Every line below that includes the word "outside" needs to be copied.

--------------------

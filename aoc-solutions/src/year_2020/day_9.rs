use aoc_solver::{AocParser, ParseError, PartSolver, SolveError};
use aoc_solver_macros::{AocSolver, AutoRegisterSolver};

use crate::utils::parse::{number, parse_lines};

/// Preamble length of the real puzzle input
pub const PREAMBLE: usize = 25;

#[derive(AocSolver, AutoRegisterSolver)]
#[aoc_solver(max_parts = 2)]
#[aoc(year = 2020, day = 9, tags = ["2020", "sliding-window"])]
pub struct Solver;

#[derive(Debug)]
pub struct SharedData {
    numbers: Vec<u64>,
    preamble: usize,
    invalid: Option<u64>,
}

impl SharedData {
    pub fn new(numbers: Vec<u64>, preamble: usize) -> Self {
        Self {
            numbers,
            preamble,
            invalid: None,
        }
    }

    /// First number that isn't a sum of two different values in the window
    /// before it; remembered for part 2.
    fn invalid_number(&mut self) -> Result<u64, SolveError> {
        if let Some(invalid) = self.invalid {
            return Ok(invalid);
        }
        let preamble = self.preamble;
        let invalid = self
            .numbers
            .iter()
            .enumerate()
            .skip(preamble)
            .find(|&(idx, &value)| !is_pair_sum(&self.numbers[idx - preamble..idx], value))
            .map(|(_, &value)| value)
            .ok_or_else(|| SolveError::failed("every number follows the rule"))?;
        self.invalid = Some(invalid);
        Ok(invalid)
    }
}

fn is_pair_sum(window: &[u64], target: u64) -> bool {
    window.iter().enumerate().any(|(i, &a)| {
        window[i + 1..]
            .iter()
            .any(|&b| a != b && a.checked_add(b) == Some(target))
    })
}

impl AocParser for Solver {
    type SharedData<'a> = SharedData;

    fn parse(input: &str) -> Result<Self::SharedData<'_>, ParseError> {
        let numbers = parse_lines(input, |line| number(line, "number"))?;
        Ok(SharedData::new(numbers, PREAMBLE))
    }
}

impl PartSolver<1> for Solver {
    fn solve(shared: &mut Self::SharedData<'_>) -> Result<String, SolveError> {
        shared.invalid_number().map(|n| n.to_string())
    }
}

impl PartSolver<2> for Solver {
    fn solve(shared: &mut Self::SharedData<'_>) -> Result<String, SolveError> {
        let target = shared.invalid_number()?;
        let numbers = &shared.numbers;

        // All values are non-negative, so a shrinking/growing window finds every run.
        // The window sum stays below `target + u64::MAX`, which fits a u128.
        let target_sum = u128::from(target);
        let (mut start, mut sum) = (0, 0u128);
        for end in 0..numbers.len() {
            sum += u128::from(numbers[end]);
            while sum > target_sum && start < end {
                sum -= u128::from(numbers[start]);
                start += 1;
            }
            if sum == target_sum && end > start {
                let run = &numbers[start..=end];
                let min = run.iter().min().copied().unwrap_or_default();
                let max = run.iter().max().copied().unwrap_or_default();
                return Ok((min + max).to_string());
            }
        }
        Err(SolveError::failed(format!(
            "no contiguous run sums to {}",
            target
        )))
    }
}

#[cfg(test)]
mod tests {
    use super::*;

    const EXAMPLE: &str = "35\n20\n15\n25\n47\n40\n62\n55\n65\n95\n102\n117\n150\n182\n127\n219\n299\n277\n309\n576\n";

    fn example() -> SharedData {
        let numbers = EXAMPLE.lines().map(|l| l.parse().unwrap()).collect();
        SharedData::new(numbers, 5)
    }

    #[test]
    fn test_example() {
        let mut shared = example();
        assert_eq!(<Solver as PartSolver<1>>::solve(&mut shared).unwrap(), "127");
        assert_eq!(<Solver as PartSolver<2>>::solve(&mut shared).unwrap(), "62");
    }

    #[test]
    fn test_part_2_alone() {
        let mut shared = example();
        assert_eq!(<Solver as PartSolver<2>>::solve(&mut shared).unwrap(), "62");
        assert_eq!(shared.invalid, Some(127));
    }

    #[test]
    fn test_pair_must_differ() {
        assert!(!is_pair_sum(&[5, 5, 1], 10));
        assert!(is_pair_sum(&[5, 4, 6], 10));
    }

    #[test]
    fn test_huge_values_do_not_overflow() {
        assert!(!is_pair_sum(&[u64::MAX - 1, u64::MAX - 2], 3));

        let numbers = vec![u64::MAX - 1, u64::MAX - 2, 3, u64::MAX, 1, 2];
        let mut shared = SharedData::new(numbers, 2);
        assert_eq!(<Solver as PartSolver<1>>::solve(&mut shared).unwrap(), "3");
        assert_eq!(<Solver as PartSolver<2>>::solve(&mut shared).unwrap(), "3");
    }

    #[test]
    fn test_registered_preamble() {
        let shared = Solver::parse("1\n2\n").unwrap();
        assert_eq!(shared.preamble, PREAMBLE);
    }
}
//! Procedural macros for the aoc-solver library

use proc_macro::TokenStream;
use proc_macro2::Span;
use quote::quote;
use syn::{parse_macro_input, DeriveInput, Lit, LitInt, LitStr};

/// Upper bound for `max_parts`, one part per day of December is plenty
const MAX_PARTS: u8 = 25;

/// Derive macro that implements `Solver` by dispatching to `PartSolver<N>`
///
/// # Attributes
///
/// - `max_parts`: Required. Number of parts; `PartSolver<1>` through
///   `PartSolver<max_parts>` must all be implemented.
///
/// # Example
///
/// ```ignore
/// use aoc_solver::{AocParser, AocSolver, PartSolver};
///
/// #[derive(AocSolver)]
/// #[aoc_solver(max_parts = 2)]
/// struct Day6;
///
/// impl AocParser for Day6 { /* ... */ }
/// impl PartSolver<1> for Day6 { /* ... */ }
/// impl PartSolver<2> for Day6 { /* ... */ }
/// ```
///
/// Expands to a `match` on the part number; anything outside `1..=max_parts`
/// returns `SolveError::PartNotImplemented(part)`.
#[proc_macro_derive(AocSolver, attributes(aoc_solver))]
pub fn derive_aoc_solver(input: TokenStream) -> TokenStream {
    let input = parse_macro_input!(input as DeriveInput);
    expand_aoc_solver(&input)
        .unwrap_or_else(syn::Error::into_compile_error)
        .into()
}

fn expand_aoc_solver(input: &DeriveInput) -> syn::Result<proc_macro2::TokenStream> {
    let name = &input.ident;
    let (impl_generics, ty_generics, where_clause) = input.generics.split_for_impl();

    let attr = input
        .attrs
        .iter()
        .find(|attr| attr.path().is_ident("aoc_solver"))
        .ok_or_else(|| {
            syn::Error::new_spanned(
                name,
                "AocSolver derive macro requires #[aoc_solver(max_parts = N)] attribute",
            )
        })?;

    let mut max_parts: Option<u8> = None;
    attr.parse_nested_meta(|meta| {
        if meta.path.is_ident("max_parts") {
            let lit: LitInt = meta.value()?.parse()?;
            let value: u8 = lit.base10_parse()?;
            if value == 0 || value > MAX_PARTS {
                return Err(syn::Error::new(
                    lit.span(),
                    format!("max_parts must be between 1 and {}", MAX_PARTS),
                ));
            }
            max_parts = Some(value);
            Ok(())
        } else {
            Err(meta.error("unsupported aoc_solver attribute, expected `max_parts`"))
        }
    })?;

    let max_parts = max_parts
        .ok_or_else(|| syn::Error::new_spanned(attr, "missing required `max_parts`"))?;

    let arms = (1..=max_parts).map(|part| {
        let part = LitInt::new(&format!("{}u8", part), Span::call_site());
        quote! {
            #part => <Self as ::aoc_solver::PartSolver<#part>>::solve(shared),
        }
    });

    Ok(quote! {
        impl #impl_generics ::aoc_solver::Solver for #name #ty_generics #where_clause {
            const PARTS: u8 = #max_parts;

            fn solve_part(
                shared: &mut <Self as ::aoc_solver::AocParser>::SharedData<'_>,
                part: u8,
            ) -> ::core::result::Result<::std::string::String, ::aoc_solver::SolveError> {
                match part {
                    #(#arms)*
                    _ => ::core::result::Result::Err(::aoc_solver::SolveError::PartNotImplemented(part)),
                }
            }
        }
    })
}

/// Derive macro for automatically registering solvers with the plugin system
///
/// # Attributes
///
/// - `year`: Required. The Advent of Code year (e.g., 2020)
/// - `day`: Required. The day number (1-25)
/// - `tags`: Optional. Array of string literals for filtering (e.g., ["2020", "simulation"])
///
/// The type must implement `Solver` (usually through `#[derive(AocSolver)]`);
/// otherwise compilation fails on a `MustImplementSolver` bound.
///
/// # Example
///
/// ```ignore
/// use aoc_solver_macros::{AocSolver, AutoRegisterSolver};
///
/// #[derive(AocSolver, AutoRegisterSolver)]
/// #[aoc_solver(max_parts = 2)]
/// #[aoc(year = 2020, day = 11, tags = ["2020", "simulation"])]
/// pub struct Solver;
/// ```
#[proc_macro_derive(AutoRegisterSolver, attributes(aoc))]
pub fn derive_auto_register_solver(input: TokenStream) -> TokenStream {
    let input = parse_macro_input!(input as DeriveInput);
    expand_auto_register(&input)
        .unwrap_or_else(syn::Error::into_compile_error)
        .into()
}

fn expand_auto_register(input: &DeriveInput) -> syn::Result<proc_macro2::TokenStream> {
    let name = &input.ident;

    let aoc_attr = input
        .attrs
        .iter()
        .find(|attr| attr.path().is_ident("aoc"))
        .ok_or_else(|| {
            syn::Error::new_spanned(
                name,
                "AutoRegisterSolver derive macro requires #[aoc(year = .., day = ..)] attribute",
            )
        })?;

    let mut year: Option<u16> = None;
    let mut day: Option<u8> = None;
    let mut tags: Vec<LitStr> = Vec::new();

    aoc_attr.parse_nested_meta(|meta| {
        if meta.path.is_ident("year") {
            let lit: LitInt = meta.value()?.parse()?;
            year = Some(lit.base10_parse()?);
        } else if meta.path.is_ident("day") {
            let lit: LitInt = meta.value()?.parse()?;
            let value: u8 = lit.base10_parse()?;
            if !(1..=25).contains(&value) {
                return Err(syn::Error::new(lit.span(), "day must be between 1 and 25"));
            }
            day = Some(value);
        } else if meta.path.is_ident("tags") {
            // tags = ["a", "b"]
            let _ = meta.value()?;
            let content;
            syn::bracketed!(content in meta.input);
            while !content.is_empty() {
                match content.parse::<Lit>()? {
                    Lit::Str(lit_str) => tags.push(lit_str),
                    other => return Err(syn::Error::new_spanned(other, "tags must be string literals")),
                }
                if content.peek(syn::Token![,]) {
                    let _: syn::Token![,] = content.parse()?;
                }
            }
        } else {
            return Err(meta.error("unsupported aoc attribute, expected `year`, `day` or `tags`"));
        }
        Ok(())
    })?;

    let year = year.ok_or_else(|| syn::Error::new_spanned(aoc_attr, "missing required `year`"))?;
    let day = day.ok_or_else(|| syn::Error::new_spanned(aoc_attr, "missing required `day`"))?;

    Ok(quote! {
        const _: () = {
            trait MustImplementSolver: ::aoc_solver::Solver {}
            impl MustImplementSolver for #name {}
        };

        ::aoc_solver::inventory::submit! {
            ::aoc_solver::SolverPlugin {
                year: #year,
                day: #day,
                solver: &#name,
                tags: &[#(#tags),*],
            }
        }
    })
}
use std::str::FromStr;

use aoc_solver::{AocParser, ParseError, PartSolver, SolveError};
use aoc_solver_macros::{AocSolver, AutoRegisterSolver};

use crate::utils::parse::{number, parse_lines};

#[derive(AocSolver, AutoRegisterSolver)]
#[aoc_solver(max_parts = 2)]
#[aoc(year = 2020, day = 8, tags = ["2020", "vm"])]
pub struct Solver;

#[derive(Debug, Clone, Copy, PartialEq, Eq)]
pub enum Op {
    Acc,
    Jmp,
    Nop,
}

impl FromStr for Op {
    type Err = anyhow::Error;

    fn from_str(s: &str) -> Result<Self, Self::Err> {
        match s {
            "acc" => Ok(Op::Acc),
            "jmp" => Ok(Op::Jmp),
            "nop" => Ok(Op::Nop),
            _ => Err(anyhow::anyhow!("unknown operation {:?}", s)),
        }
    }
}

#[derive(Debug, Clone, Copy, PartialEq, Eq)]
pub struct Instruction {
    op: Op,
    arg: i64,
}

#[derive(Debug, PartialEq, Eq)]
enum Outcome {
    /// Stopped right before executing an instruction for the second time
    Looped(i64),
    /// Ran to the instruction just past the end
    Terminated(i64),
    /// Jumped somewhere outside the program other than its end
    OutOfBounds,
}

impl AocParser for Solver {
    type SharedData<'a> = Vec<Instruction>;

    fn parse(input: &str) -> Result<Self::SharedData<'_>, ParseError> {
        parse_lines(input, |line| {
            let (op, arg) = line
                .split_once(' ')
                .ok_or_else(|| anyhow::anyhow!("expected `<op> <arg>`"))?;
            Ok(Instruction {
                op: op.parse()?,
                arg: number(arg, "argument")?,
            })
        })
    }
}

impl PartSolver<1> for Solver {
    fn solve(shared: &mut Self::SharedData<'_>) -> Result<String, SolveError> {
        match run(shared)? {
            Outcome::Looped(acc) => Ok(acc.to_string()),
            other => Err(SolveError::failed(format!(
                "program never repeats an instruction: {:?}",
                other
            ))),
        }
    }
}

impl PartSolver<2> for Solver {
    fn solve(shared: &mut Self::SharedData<'_>) -> Result<String, SolveError> {
        let mut program = shared.clone();
        for idx in 0..program.len() {
            let original = program[idx].op;
            program[idx].op = match original {
                Op::Jmp => Op::Nop,
                Op::Nop => Op::Jmp,
                Op::Acc => continue,
            };
            let outcome = run(&program)?;
            program[idx].op = original;

            if let Outcome::Terminated(acc) = outcome {
                return Ok(acc.to_string());
            }
        }
        Err(SolveError::failed("no single jmp/nop swap terminates the program"))
    }
}

fn run(program: &[Instruction]) -> Result<Outcome, SolveError> {
    let mut visited = vec![false; program.len()];
    let mut acc: i64 = 0;
    let mut pc: i64 = 0;

    loop {
        if pc == program.len() as i64 {
            return Ok(Outcome::Terminated(acc));
        }
        let Ok(idx) = usize::try_from(pc) else {
            return Ok(Outcome::OutOfBounds);
        };
        if idx >= program.len() {
            return Ok(Outcome::OutOfBounds);
        }
        if std::mem::replace(&mut visited[idx], true) {
            return Ok(Outcome::Looped(acc));
        }

        let Instruction { op, arg } = program[idx];
        let step = match op {
            Op::Acc => {
                acc = acc.checked_add(arg).ok_or_else(|| {
                    SolveError::failed(format!("accumulator overflows at instruction {}", idx + 1))
                })?;
                1
            }
            Op::Jmp => arg,
            Op::Nop => 1,
        };
        // A jump past i64 is outside the program either way
        match pc.checked_add(step) {
            Some(next) => pc = next,
            None => return Ok(Outcome::OutOfBounds),
        }
    }
}

#[cfg(test)]
mod tests {
    use super::*;
    use crate::year_2020::solve_example;

    const EXAMPLE: &str = "\
nop +0
acc +1
jmp +4
acc +3
jmp -3
acc -99
acc +1
jmp -4
acc +6
";

    #[test]
    fn test_example() {
        assert_eq!(solve_example::<Solver>(EXAMPLE, 1), "5");
        assert_eq!(solve_example::<Solver>(EXAMPLE, 2), "8");
    }

    #[test]
    fn test_out_of_bounds_jump() {
        let program = Solver::parse("acc +1\njmp -5").unwrap();
        assert_eq!(run(&program).unwrap(), Outcome::OutOfBounds);
        let program = Solver::parse("acc +2\njmp +1").unwrap();
        assert_eq!(run(&program).unwrap(), Outcome::Terminated(2));
    }

    #[test]
    fn test_extreme_arguments() {
        let program = Solver::parse("acc +9223372036854775807\nacc +1\njmp -2").unwrap();
        assert!(run(&program).is_err());

        let program = Solver::parse("nop +0\njmp +9223372036854775807").unwrap();
        assert_eq!(run(&program).unwrap(), Outcome::OutOfBounds);
        let program = Solver::parse("jmp -9223372036854775808").unwrap();
        assert_eq!(run(&program).unwrap(), Outcome::OutOfBounds);
    }

    #[test]
    fn test_unknown_op() {
        let err = Solver::parse("nop +0\nmul +2").unwrap_err();
        assert!(err.to_string().contains("(line 2)"));
    }
}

--------------------

§ RESPONSE TO THE TASK:
/// Expands to a `match` on the part number; anything outside `1..=max_parts`
    /// Jumped somewhere outside the program other than its end
        // A jump past i64 is outside the program either way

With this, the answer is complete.